NVIDIA made a lot of people look smart in 2023 and 2024. The real question now isn’t whether it was the AI trade of the decade. It’s whether it already was.
Because when everyone agrees on the winner, the easy money is usually gone.
NVIDIA still sits at the center of the AI universe. CUDA remains the toll booth for serious AI training. Hyperscalers are still shoveling tens of billions into GPUs. Entire startup ecosystems are built assuming H100s and their successors will be available on demand. That dominance is real. And it’s earned.
But markets don’t pay you for what’s obvious. They pay you for what’s next.
The bull case is straightforward: AI demand isn’t cyclical hype, it’s structural. Training models is expensive. Running them at scale is even more expensive. Inference workloads are exploding as enterprises bolt copilots and AI agents onto everything. If compute demand keeps compounding, NVIDIA keeps selling picks and shovels. Simple.
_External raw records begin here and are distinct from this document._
// SPDX-License-Identifier: MPL-2.0
//! `proofcam` is a headless capture-and-review pipeline for warehouse
//! proof-of-delivery photos.
//!
//! It drives a pluggable camera device through the capture lifecycle,
//! compresses photos to bounded JPEGs, and binds a gallery with circular
//! navigation to a remote proof store. Hosts bring their own view layer
//! and adapters; the crate supplies the state machines, the controllers
//! and an in-memory store for tests and offline use.

#![doc(html_root_url = "https://docs.rs/proofcam/0.2.0")]

pub mod application;
pub mod camera;
pub mod carousel;
pub mod compress;
pub mod config;
pub mod diagnostics;
pub mod domain;
pub mod error;
pub mod gallery;
pub mod infrastructure;
pub mod notify;
pub mod workflow;
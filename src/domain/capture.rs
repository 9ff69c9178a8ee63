// SPDX-License-Identifier: MPL-2.0
//! Frame and payload types flowing through the capture pipeline.

use serde::{Deserialize, Serialize};
use std::sync::Arc;

/// One raw RGBA frame pulled from a camera stream.
///
/// Pixel data is reference-counted so a frame can be handed to the
/// background encoder without copying the buffer.
#[derive(Debug, Clone)]
pub struct CapturedFrame {
    width: u32,
    height: u32,
    pixels: Arc<Vec<u8>>,
}

impl CapturedFrame {
    /// Creates a frame from raw RGBA bytes.
    ///
    /// # Panics
    ///
    /// Panics if `pixels.len()` does not equal `width * height * 4`.
    #[must_use]
    pub fn from_rgba(width: u32, height: u32, pixels: Vec<u8>) -> Self {
        assert_eq!(
            pixels.len(),
            (width as usize) * (height as usize) * 4,
            "RGBA data length mismatch"
        );
        Self {
            width,
            height,
            pixels: Arc::new(pixels),
        }
    }

    #[must_use]
    pub fn width(&self) -> u32 {
        self.width
    }

    #[must_use]
    pub fn height(&self) -> u32 {
        self.height
    }

    #[must_use]
    pub fn pixels(&self) -> &[u8] {
        &self.pixels
    }

    #[must_use]
    pub fn size_bytes(&self) -> usize {
        self.pixels.len()
    }
}

impl PartialEq for CapturedFrame {
    fn eq(&self, other: &Self) -> bool {
        self.width == other.width && self.height == other.height && self.pixels == other.pixels
    }
}

impl Eq for CapturedFrame {}

/// A JPEG payload produced by the compressor, with the dimensions it
/// was encoded at.
#[derive(Debug, Clone, PartialEq, Eq)]
pub struct CompressedImage {
    bytes: Vec<u8>,
    width: u32,
    height: u32,
}

impl CompressedImage {
    #[must_use]
    pub fn new(bytes: Vec<u8>, width: u32, height: u32) -> Self {
        Self {
            bytes,
            width,
            height,
        }
    }

    #[must_use]
    pub fn bytes(&self) -> &[u8] {
        &self.bytes
    }

    #[must_use]
    pub fn into_bytes(self) -> Vec<u8> {
        self.bytes
    }

    #[must_use]
    pub fn width(&self) -> u32 {
        self.width
    }

    #[must_use]
    pub fn height(&self) -> u32 {
        self.height
    }

    #[must_use]
    pub fn size_bytes(&self) -> usize {
        self.bytes.len()
    }
}

/// Which way the active camera points.
///
/// Warehouse scanners document goods, so the world-facing camera is the
/// default.
#[derive(Debug, Clone, Copy, Default, PartialEq, Eq, Serialize, Deserialize)]
#[serde(rename_all = "snake_case")]
pub enum FacingMode {
    User,
    #[default]
    Environment,
}

impl FacingMode {
    #[must_use]
    pub fn flipped(self) -> Self {
        match self {
            FacingMode::User => FacingMode::Environment,
            FacingMode::Environment => FacingMode::User,
        }
    }

    #[must_use]
    pub fn as_str(self) -> &'static str {
        match self {
            FacingMode::User => "user",
            FacingMode::Environment => "environment",
        }
    }
}

#[cfg(test)]
mod tests {
    use super::*;

    #[test]
    fn frame_from_rgba_keeps_dimensions() {
        let frame = CapturedFrame::from_rgba(2, 3, vec![0u8; 24]);
        assert_eq!(frame.width(), 2);
        assert_eq!(frame.height(), 3);
        assert_eq!(frame.size_bytes(), 24);
    }

    #[test]
    #[should_panic(expected = "RGBA data length mismatch")]
    fn frame_from_rgba_rejects_wrong_length() {
        let _ = CapturedFrame::from_rgba(2, 2, vec![0u8; 10]);
    }

    #[test]
    fn frame_clone_shares_pixels() {
        let frame = CapturedFrame::from_rgba(1, 1, vec![1, 2, 3, 4]);
        let clone = frame.clone();
        assert_eq!(frame, clone);
        assert_eq!(clone.pixels(), &[1, 2, 3, 4]);
    }

    #[test]
    fn compressed_image_accessors() {
        let image = CompressedImage::new(vec![0xFF, 0xD8, 0xFF], 640, 480);
        assert_eq!(image.width(), 640);
        assert_eq!(image.height(), 480);
        assert_eq!(image.size_bytes(), 3);
        assert_eq!(image.into_bytes(), vec![0xFF, 0xD8, 0xFF]);
    }

    #[test]
    fn facing_mode_defaults_to_environment() {
        assert_eq!(FacingMode::default(), FacingMode::Environment);
    }

    #[test]
    fn facing_mode_flips_both_ways() {
        assert_eq!(FacingMode::Environment.flipped(), FacingMode::User);
        assert_eq!(FacingMode::User.flipped(), FacingMode::Environment);
    }
}
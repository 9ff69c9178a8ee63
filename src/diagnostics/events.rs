// SPDX-License-Identifier: MPL-2.0
//! Diagnostic event types for activity tracking.
//!
//! This module defines the various types of events that can be captured
//! during a capture-and-review session for diagnostic purposes.

use std::time::Instant;

use serde::{Deserialize, Serialize};

/// User-initiated actions that can be captured for diagnostics.
///
/// These actions represent meaningful user interactions that help
/// understand what the user was doing when issues occurred.
#[derive(Debug, Clone, Serialize, Deserialize, PartialEq)]
#[serde(tag = "action", rename_all = "snake_case")]
pub enum UserAction {
    // ==========================================================================
    // Gallery Navigation
    // ==========================================================================
    /// Open the gallery for a scope.
    OpenGallery,

    /// Navigate to the next photo.
    NavigateNext,

    /// Navigate to the previous photo.
    NavigatePrevious,

    /// Jump directly to a photo (e.g., thumbnail click).
    GoToPhoto {
        /// Requested index before clamping.
        index: usize,
    },

    /// Toggle fullscreen review mode.
    ToggleFullscreen,

    /// Request a download link for the current photo.
    DownloadPhoto,

    /// Close the gallery surface.
    CloseGallery,

    // ==========================================================================
    // Camera Lifecycle
    // ==========================================================================
    /// Open the capture surface.
    OpenCamera,

    /// Switch between the user- and world-facing cameras.
    SwitchCamera,

    /// Capture a frame from the live stream.
    CapturePhoto,

    /// Discard the preview and return to the live stream.
    RetakePhoto,

    /// Accept the previewed photo.
    ConfirmPhoto,

    // ==========================================================================
    // Mutations
    // ==========================================================================
    /// Delete a stored photo.
    DeletePhoto,
}

/// Pipeline operations with performance metrics.
///
/// Durations are wall-clock milliseconds measured around the whole
/// operation, including any remote round trip.
#[derive(Debug, Clone, Serialize, Deserialize, PartialEq)]
#[serde(tag = "operation", rename_all = "snake_case")]
pub enum AppOperation {
    /// Fetch the photo list for a scope.
    LoadPhotos {
        duration_ms: u64,
        /// Number of records returned (0 on failure).
        count: usize,
        success: bool,
    },

    /// Persist a confirmed capture.
    SavePhoto {
        duration_ms: u64,
        success: bool,
    },

    /// Delete a stored photo.
    DeletePhoto {
        duration_ms: u64,
        success: bool,
    },

    /// Refresh aggregate photo counters.
    FetchStats {
        duration_ms: u64,
        success: bool,
    },

    /// Encode a raw frame to JPEG.
    CompressImage {
        duration_ms: u64,
        /// Frame dimensions before clamping.
        source_width: u32,
        source_height: u32,
    },
}

/// Categories of warnings that can occur in the pipeline.
#[derive(Debug, Clone, Copy, PartialEq, Eq, Serialize, Deserialize)]
#[serde(rename_all = "snake_case")]
pub enum WarningType {
    /// The backing store answered, but a secondary read failed.
    StoreDegraded,
    /// A configuration issue was detected.
    ConfigurationIssue,
    /// Other warning type not covered by specific categories.
    Other,
}

/// Categories of errors that can occur in the pipeline.
#[derive(Debug, Clone, Copy, PartialEq, Eq, Serialize, Deserialize)]
#[serde(rename_all = "snake_case")]
pub enum ErrorType {
    /// Camera acquisition or streaming error.
    CameraError,
    /// Backing store call error.
    StoreError,
    /// JPEG encoding error.
    EncodeError,
    /// Input/output error (file read/write failures).
    IoError,
    /// Other error type not covered by specific categories.
    Other,
}

/// A categorized warning with its human-readable message.
#[derive(Debug, Clone, PartialEq, Eq, Serialize, Deserialize)]
pub struct WarningEvent {
    pub warning_type: WarningType,
    pub message: String,
}

impl WarningEvent {
    #[must_use]
    pub fn new(warning_type: WarningType, message: impl Into<String>) -> Self {
        Self {
            warning_type,
            message: message.into(),
        }
    }
}

/// A categorized error with its human-readable message.
#[derive(Debug, Clone, PartialEq, Eq, Serialize, Deserialize)]
pub struct ErrorEvent {
    pub error_type: ErrorType,
    pub message: String,
}

impl ErrorEvent {
    #[must_use]
    pub fn new(error_type: ErrorType, message: impl Into<String>) -> Self {
        Self {
            error_type,
            message: message.into(),
        }
    }
}

/// A diagnostic event with timestamp.
///
/// Each event captures a specific type of activity or failure in the
/// pipeline, along with when it occurred.
#[derive(Debug, Clone)]
pub struct DiagnosticEvent {
    /// When the event occurred (monotonic clock for duration calculations)
    pub timestamp: Instant,
    /// The type and data of the event
    pub kind: DiagnosticEventKind,
}

impl DiagnosticEvent {
    /// Creates a new diagnostic event with the current timestamp.
    #[must_use]
    pub fn new(kind: DiagnosticEventKind) -> Self {
        Self {
            timestamp: Instant::now(),
            kind,
        }
    }

    /// Creates a new diagnostic event with a specific timestamp.
    #[must_use]
    pub fn with_timestamp(kind: DiagnosticEventKind, timestamp: Instant) -> Self {
        Self { timestamp, kind }
    }
}

/// The type and associated data for a diagnostic event.
#[derive(Debug, Clone, Serialize, Deserialize)]
#[serde(tag = "type", rename_all = "snake_case")]
pub enum DiagnosticEventKind {
    /// User-initiated action.
    /// Captures what the user was doing for diagnostic correlation.
    UserAction {
        /// The specific action performed.
        action: UserAction,
        /// Optional additional details (e.g., photo id, scope).
        #[serde(skip_serializing_if = "Option::is_none")]
        details: Option<String>,
    },

    /// Pipeline operation with performance metrics.
    Operation {
        /// The operation and its measurements.
        operation: AppOperation,
    },

    /// Non-critical warning.
    Warning {
        /// The categorized warning.
        event: WarningEvent,
    },

    /// Critical error.
    Error {
        /// The categorized error.
        event: ErrorEvent,
    },
}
Here’s the problem: the “picks and shovels” phase is maturing.
Hyperscalers aren’t content to rent forever. Amazon has Trainium and Inferentia. Google has TPUs. Microsoft is designing custom silicon. Meta is building its own AI accelerators. When your annual GPU bill runs into the tens of billions, vertical integration stops being optional. It becomes strategy.
And then there’s AMD. It doesn’t need to win the whole market. It just needs to be good enough at a slightly lower price. In a world where AI capex is the largest line item on the income statement, “good enough” is powerful.
So no, NVIDIA isn’t suddenly doomed. But the asymmetry has shifted. Two years ago, the market underestimated AI demand. Today, it may be underestimating the commoditization of AI infrastructure.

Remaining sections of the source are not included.